Il n’eut pas le temps de lui répondre qu’elle avait déjà tourné les talons et filait vers l’ascenseur, sans plus attendre. Décidément, c’était vraiment mal parti entre eux…L’humeur de Tony s’assombrit brusquement à cette pensée. Puis il se rappela Maitresse Sophie qui devait bouillir d’impatience et fila la rejoindre.

- Bonjour Maîtresse Sophie ….me voici à vos ordres ! dit-il de façon ironique
- Prends le bandeau qui se trouve dans la boite à gants et mets-le sur tes yeux. Tu découvriras bien assez tôt ou je t’emmène.
- Mais, je peux savoir si …
- Tais-toi et fais ce que je t’ai demandé sinon….

Bien qu’intrigué, Tony s’exécuta rapidement, ne voulant pas la contrarier. L’expérience de la soirée précédente lui avait prouvé qu’elle ne plaisantait pas. Il était inutile de l’énerver.

Ils roulèrent longtemps, prenant une route à lacets. Par moment Tony frémissait d’appréhension en entendant les pneus crisser sur l’alphate, jugeant qu’ils allaient bien plus vite que la sécurité ne le recommandait. Puis ils s’arrêtèrent. Le cœur de Tony se mit à battre un peu plus vite. Que lui réservait-elle comme programme cette fois-ci ?

- Puis-je retirer mon bandeau Maitresse Sophie ?
- Pas question ! Pour l’instant marche droit devant toi sur deux cent mètres…

Ils marquèrent un nouvel arrêt et Maitresse Sophie sonna brièvement. Un judas s’ouvrit avec précaution, puis Tony entendit quelques chuchotements inaudibles et Maitresse Sophie le poussa devant elle.

- Voici ce que je vous ai promis. C’est un bon élément bien que je n’ai pu pousser très loin, son dressage, faute de temps…
- Entrez, dit une voix masculine, aussi profonde et inquiétante qu’une caverne sinistre.

Un long frisson parcourut Tony. Dans quel piège infernal venait-il de se jeter ? Lui qui aimait flirter avec le danger, il allait surement être servi ! Ses jambes se mirent à flageoler d’appréhension.

- Allez dans la pièce N°1. Vous avez une heure devant vous. Nous la réservons aux hôtes de marque, murmura la voix d’une jeune femme
- Parfait ! dit d’un ton déterminé Maitresse Sophie, en observant amusée, le pauvre Tony terrifié qui commençait à trembler….

- Déshabilles-toi Tony. Entièrement mais gardes tes yeux bandés.

Tony commença à se déshabiller sans rien dire, le cœur étreint par une forte émotion. Heureusement la pièce était agréablement fraiche, en dépit de la chaleur qui régnait sur l’ile.

- Donne-moi tes mains, ordonna Maîtresse Sophie, d’un ton ne souffrant aucune réplique
- Voila, dit Tony, tendant ses mains en avant, se demandant en secret s’il ne ferait pas mieux de se sauver en courant pendant qu’il en était encore temps.

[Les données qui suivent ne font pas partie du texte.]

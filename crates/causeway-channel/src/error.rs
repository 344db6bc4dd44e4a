//! Error types for the channel module.
//!
//! Expected protocol conditions (duplicate receipt, unmet dependencies,
//! bloom false positives, timeout loss) are state transitions, not errors;
//! only collaborator failures surface here.

use thiserror::Error;

/// Errors that can occur while executing channel operations.
#[derive(Debug, Error)]
pub enum ChannelError {
    /// The publish collaborator failed outright (distinct from a clean
    /// `success: false` outcome, which is not an error).
    #[error("transport error: {0}")]
    Transport(String),

    /// A peer's bloom filter snapshot could not be reconstructed.
    #[error("bloom filter error: {0}")]
    Bloom(#[from] causeway_bloom::BloomError),
}

/// Result type for channel operations.
pub type Result<T> = std::result::Result<T, ChannelError>;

Mais nu comme un ver, il était trop tard maintenant pour se sauver.

- Clic ! Clac ! Des menottes se refermèrent sur ses poignets, alourdies de fortes chaines trainant sur le sol de façon sinistre.

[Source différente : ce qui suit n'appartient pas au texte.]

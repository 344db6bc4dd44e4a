//! Optimal filter geometry derivation.
//!
//! Formulas:
//! - m = -n*ln(fpr) / (ln(2)^2)  -- optimal bits
//! - k = (m/n) * ln(2)           -- optimal hash functions
//! - FPR = (1 - e^(-kn/m))^k     -- resulting false-positive rate

use std::f64::consts::LN_2;

/// Derived filter geometry.
#[derive(Clone, Debug, PartialEq)]
pub struct FilterParams {
    /// Number of bits in the filter (m).
    pub total_bits: usize,
    /// Number of hash functions (k).
    pub hashes: usize,
    /// Expected false-positive rate at full capacity.
    pub expected_fpr: f64,
}

/// Compute optimal geometry for an expected element count and target
/// false-positive rate.
///
/// Callers are expected to validate inputs; a zero capacity yields the
/// degenerate single-bit filter.
pub fn optimal_params(capacity: usize, error_rate: f64) -> FilterParams {
    if capacity == 0 {
        return FilterParams {
            total_bits: 1,
            hashes: 1,
            expected_fpr: 1.0,
        };
    }

    let n = capacity as f64;
    let ln2_squared = LN_2 * LN_2;

    let total_bits = (-n * error_rate.ln() / ln2_squared).ceil() as usize;
    let hashes = ((total_bits as f64 / n) * LN_2).round() as usize;
    let hashes = hashes.clamp(1, 32);

    FilterParams {
        total_bits,
        hashes,
        expected_fpr: false_positive_rate(total_bits, capacity, hashes),
    }
}

/// False-positive rate for m bits, n inserted elements, and k hashes.
pub fn false_positive_rate(total_bits: usize, inserted: usize, hashes: usize) -> f64 {
    if total_bits == 0 {
        return 1.0;
    }
    let exponent = -(hashes as f64) * (inserted as f64) / (total_bits as f64);
    (1.0 - exponent.exp()).powi(hashes as i32)
}

#[cfg(test)]
mod tests {
    use super::*;

    #[test]
    fn test_default_geometry() {
        // capacity 10000 at 0.1% error lands on 10 hashes and
        // ~14.4 bits per element.
        let params = optimal_params(10_000, 0.001);
        assert_eq!(params.hashes, 10);
        assert!(params.total_bits >= 14 * 10_000 && params.total_bits <= 15 * 10_000);
        assert!(params.expected_fpr <= 0.001 * 1.1);
    }

    #[test]
    fn test_lower_error_rate_needs_more_bits() {
        let loose = optimal_params(1_000, 0.01);
        let tight = optimal_params(1_000, 0.001);
        assert!(tight.total_bits > loose.total_bits);
    }

    #[test]
    fn test_larger_capacity_needs_more_bits() {
        let small = optimal_params(100, 0.01);
        let large = optimal_params(10_000, 0.01);
        assert!(large.total_bits > small.total_bits);
    }

    #[test]
    fn test_hashes_clamped() {
        let params = optimal_params(10, 1e-12);
        assert!(params.hashes >= 1 && params.hashes <= 32);
    }

    #[test]
    fn test_zero_capacity_degenerates() {
        let params = optimal_params(0, 0.01);
        assert_eq!(params.total_bits, 1);
        assert_eq!(params.hashes, 1);
    }

    #[test]
    fn test_fpr_estimate_in_expected_band() {
        // m=1000, n=100, k=7 is the textbook ~0.8% case.
        let fpr = false_positive_rate(1_000, 100, 7);
        assert!(fpr > 0.005 && fpr < 0.02);
    }
}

Tony comprit qu'il venait de se jeter dans la gueule du loup sans réfléchir ! Qu’allait-il lui arriver cette fois-ci ?

N°12 - TONY
Tony venait de retomber dans le piège de sa tortionnaire. Il eut envie de crier de rage de s’être fait avoir comme un débutant et pour la deuxième fois en plus.

Tony se remémora les douleurs ressenties lors de leur dernière confrontation. Le torse rougi par les coups de fouet puis brulé avec de la cire chaude, ses bourses malmenées par la poigne de fer de Sophie…Qu’allait-t-il advenir cette fois ?

- Tu vas faire tout ce que je te dis aujourd’hui. Tu sais de quoi je suis capable, non ?

- Oui, je sais, répondit Tony, dompté.

Sophie s’approcha de lui et saisit violemment le sexe de Tony.

- On dit oui Maîtresse ! Tu as envie que je te la coupe, c’est ça ? dit Sophie d’un air vraiment menaçant.

- Oh Non, je vous en supplie, Maîtresse ! Pas ça ! s’écria Tony, complètement terrifié par ce qu’il venait d’entendre.

- Je préfère...


Sophie sortit un foulard et lui banda les yeux de façon à ce qu'il ne voit absolument plus rien. Tony n’était franchement pas rassuré. La pièce était insonorisée. Il faisait chaud. Il était plongé en plein cœur des ténèbres.

- Je veux que tu bandes, tout de suite. Fait-moi durcir ce petit truc qui te sert de queue, vaurien !

- Je n’y arrive pas Maîtresse. Je suis bien trop stressé pour faire quoi que ce soit, pardonnez-moi, je vous en supplie.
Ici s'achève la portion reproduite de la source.